> Provided records

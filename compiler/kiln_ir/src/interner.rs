//! Sharded string interner.
//!
//! Descriptors and member names are interned from every worker thread while
//! synthetics are created, so each shard carries its own lock.

use super::Name;
use parking_lot::RwLock;
use rustc_hash::{FxHashMap, FxHasher};
use std::hash::{Hash, Hasher};
use std::sync::atomic::{AtomicUsize, Ordering};

/// Per-shard storage for interned strings.
struct InternShard {
    /// Map from string content to local index.
    map: FxHashMap<&'static str, u32>,
    /// Storage for string contents.
    strings: Vec<&'static str>,
}

/// Error when interning a string fails.
#[derive(Debug, Clone, PartialEq, Eq)]
pub enum InternError {
    /// Shard exceeded the 28-bit local index space.
    ShardOverflow { shard_idx: usize, count: usize },
}

impl std::fmt::Display for InternError {
    fn fmt(&self, f: &mut std::fmt::Formatter<'_>) -> std::fmt::Result {
        match self {
            InternError::ShardOverflow { shard_idx, count } => write!(
                f,
                "interner shard {shard_idx} exceeded capacity: {count} strings, max is {}",
                Name::MAX_LOCAL
            ),
        }
    }
}

impl std::error::Error for InternError {}

impl InternShard {
    fn new() -> Self {
        Self {
            map: FxHashMap::default(),
            strings: Vec::with_capacity(256),
        }
    }

    fn with_empty() -> Self {
        let mut shard = Self::new();
        let empty: &'static str = "";
        shard.map.insert(empty, 0);
        shard.strings.push(empty);
        shard
    }
}

/// Sharded string interner for concurrent access.
///
/// # Thread Safety
/// Uses `RwLock` per shard. Lookups only take the read side.
pub struct StringInterner {
    shards: [RwLock<InternShard>; Name::NUM_SHARDS],
    total_count: AtomicUsize,
}

impl StringInterner {
    pub fn new() -> Self {
        // The empty string is pre-interned so that `Name::EMPTY` resolves.
        let shards = std::array::from_fn(|i| {
            if i == 0 {
                RwLock::new(InternShard::with_empty())
            } else {
                RwLock::new(InternShard::new())
            }
        });
        Self {
            shards,
            total_count: AtomicUsize::new(1),
        }
    }

    #[inline]
    fn shard_for(s: &str) -> usize {
        if s.is_empty() {
            return 0;
        }
        let mut hasher = FxHasher::default();
        s.hash(&mut hasher);
        #[expect(
            clippy::cast_possible_truncation,
            reason = "reduced modulo NUM_SHARDS right after"
        )]
        let hash = hasher.finish() as usize;
        hash % Name::NUM_SHARDS
    }

    /// Try to intern a string, returning its Name or an error on overflow.
    pub fn try_intern(&self, s: &str) -> Result<Name, InternError> {
        let shard_idx = Self::shard_for(s);
        #[expect(
            clippy::cast_possible_truncation,
            reason = "shard_idx is bounded by NUM_SHARDS (16)"
        )]
        let shard_idx_u32 = shard_idx as u32;
        let shard = &self.shards[shard_idx];

        // Fast path: already interned
        {
            let guard = shard.read();
            if let Some(&local) = guard.map.get(s) {
                return Ok(Name::new(shard_idx_u32, local));
            }
        }

        let mut guard = shard.write();

        // Double-check after acquiring write lock
        if let Some(&local) = guard.map.get(s) {
            return Ok(Name::new(shard_idx_u32, local));
        }

        let local = u32::try_from(guard.strings.len())
            .ok()
            .filter(|local| *local <= Name::MAX_LOCAL)
            .ok_or(InternError::ShardOverflow {
                shard_idx,
                count: guard.strings.len(),
            })?;

        // Interned strings live for the whole compilation.
        let leaked: &'static str = Box::leak(s.to_owned().into_boxed_str());
        guard.strings.push(leaked);
        guard.map.insert(leaked, local);
        self.total_count.fetch_add(1, Ordering::Relaxed);

        Ok(Name::new(shard_idx_u32, local))
    }

    /// Intern a string, returning its Name.
    ///
    /// # Panics
    /// Panics if a shard exceeds capacity. Use `try_intern` for fallible interning.
    #[inline]
    pub fn intern(&self, s: &str) -> Name {
        self.try_intern(s).unwrap_or_else(|e| panic!("{}", e))
    }

    /// Look up an already interned string without inserting it.
    pub fn get(&self, s: &str) -> Option<Name> {
        let shard_idx = Self::shard_for(s);
        #[expect(
            clippy::cast_possible_truncation,
            reason = "shard_idx is bounded by NUM_SHARDS (16)"
        )]
        let shard_idx_u32 = shard_idx as u32;
        let guard = self.shards[shard_idx].read();
        guard
            .map
            .get(s)
            .map(|&local| Name::new(shard_idx_u32, local))
    }

    /// Look up the string for a Name.
    pub fn lookup(&self, name: Name) -> &'static str {
        let guard = self.shards[name.shard()].read();
        guard.strings[name.local()]
    }

    /// Number of interned strings, including the empty string.
    pub fn len(&self) -> usize {
        self.total_count.load(Ordering::Relaxed)
    }

    /// Always false: the empty string is pre-interned.
    pub fn is_empty(&self) -> bool {
        false
    }
}

impl Default for StringInterner {
    fn default() -> Self {
        Self::new()
    }
}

> Assigned task
Only an exact transcription of all the records above counts as an answer.

> Result for this exercise
filename compiler/kiln_ir/src/interner.rs
//! Sharded string interner.
//!
//! Descriptors and member names are interned from every worker thread while
//! synthetics are created, so each shard carries its own lock.

use super::Name;
use parking_lot::RwLock;
use rustc_hash::{FxHashMap, FxHasher};
use std::hash::{Hash, Hasher};
use std::sync::atomic::{AtomicUsize, Ordering};

/// Per-shard storage for interned strings.
struct InternShard {
    /// Map from string content to local index.
    map: FxHashMap<&'static str, u32>,
    /// Storage for string contents.
    strings: Vec<&'static str>,
}

/// Error when interning a string fails.
#[derive(Debug, Clone, PartialEq, Eq)]
pub enum InternError {
    /// Shard exceeded the 28-bit local index space.
    ShardOverflow { shard_idx: usize, count: usize },
}

impl std::fmt::Display for InternError {
    fn fmt(&self, f: &mut std::fmt::Formatter<'_>) -> std::fmt::Result {
        match self {
            InternError::ShardOverflow { shard_idx, count } => write!(
                f,
                "interner shard {shard_idx} exceeded capacity: {count} strings, max is {}",
                Name::MAX_LOCAL
            ),
        }
    }
}

impl std::error::Error for InternError {}

impl InternShard {
    fn new() -> Self {
        Self {
            map: FxHashMap::default(),
            strings: Vec::with_capacity(256),
        }
    }

    fn with_empty() -> Self {
        let mut shard = Self::new();
        let empty: &'static str = "";
        shard.map.insert(empty, 0);
        shard.strings.push(empty);
        shard
    }
}

/// Sharded string interner for concurrent access.
///
/// # Thread Safety
/// Uses `RwLock` per shard. Lookups only take the read side.
pub struct StringInterner {
    shards: [RwLock<InternShard>; Name::NUM_SHARDS],
    total_count: AtomicUsize,
}

impl StringInterner {
    pub fn new() -> Self {
        // The empty string is pre-interned so that `Name::EMPTY` resolves.
        let shards = std::array::from_fn(|i| {
            if i == 0 {
                RwLock::new(InternShard::with_empty())
            } else {
                RwLock::new(InternShard::new())
            }
        });
        Self {
            shards,
            total_count: AtomicUsize::new(1),
        }
    }

    #[inline]
    fn shard_for(s: &str) -> usize {
        if s.is_empty() {
            return 0;
        }
        let mut hasher = FxHasher::default();
        s.hash(&mut hasher);
        #[expect(
            clippy::cast_possible_truncation,
            reason = "reduced modulo NUM_SHARDS right after"
        )]
        let hash = hasher.finish() as usize;
        hash % Name::NUM_SHARDS
    }

    /// Try to intern a string, returning its Name or an error on overflow.
    pub fn try_intern(&self, s: &str) -> Result<Name, InternError> {
        let shard_idx = Self::shard_for(s);
        #[expect(
            clippy::cast_possible_truncation,
            reason = "shard_idx is bounded by NUM_SHARDS (16)"
        )]
        let shard_idx_u32 = shard_idx as u32;
        let shard = &self.shards[shard_idx];

        // Fast path: already interned
        {
            let guard = shard.read();
            if let Some(&local) = guard.map.get(s) {
                return Ok(Name::new(shard_idx_u32, local));
            }
        }

        let mut guard = shard.write();

        // Double-check after acquiring write lock
        if let Some(&local) = guard.map.get(s) {
            return Ok(Name::new(shard_idx_u32, local));
        }

        let local = u32::try_from(guard.strings.len())
            .ok()
            .filter(|local| *local <= Name::MAX_LOCAL)
            .ok_or(InternError::ShardOverflow {
                shard_idx,
                count: guard.strings.len(),
            })?;

        // Interned strings live for the whole compilation.
        let leaked: &'static str = Box::leak(s.to_owned().into_boxed_str());
        guard.strings.push(leaked);
        guard.map.insert(leaked, local);
        self.total_count.fetch_add(1, Ordering::Relaxed);

        Ok(Name::new(shard_idx_u32, local))
    }

    /// Intern a string, returning its Name.
    ///
    /// # Panics
    /// Panics if a shard exceeds capacity. Use `try_intern` for fallible interning.
    #[inline]
    pub fn intern(&self, s: &str) -> Name {
        self.try_intern(s).unwrap_or_else(|e| panic!("{}", e))
    }

    /// Look up an already interned string without inserting it.
    pub fn get(&self, s: &str) -> Option<Name> {
        let shard_idx = Self::shard_for(s);
        #[expect(
            clippy::cast_possible_truncation,
            reason = "shard_idx is bounded by NUM_SHARDS (16)"
        )]
        let shard_idx_u32 = shard_idx as u32;
        let guard = self.shards[shard_idx].read();
        guard
            .map
            .get(s)
            .map(|&local| Name::new(shard_idx_u32, local))
    }

    /// Look up the string for a Name.
    pub fn lookup(&self, name: Name) -> &'static str {
        let guard = self.shards[name.shard()].read();
        guard.strings[name.local()]
    }

    /// Number of interned strings, including the empty string.
    pub fn len(&self) -> usize {
        self.total_count.load(Ordering::Relaxed)
    }

    /// Always false: the empty string is pre-interned.
    pub fn is_empty(&self) -> bool {
        false
    }
}

impl Default for StringInterner {
    fn default() -> Self {
        Self::new()
    }
}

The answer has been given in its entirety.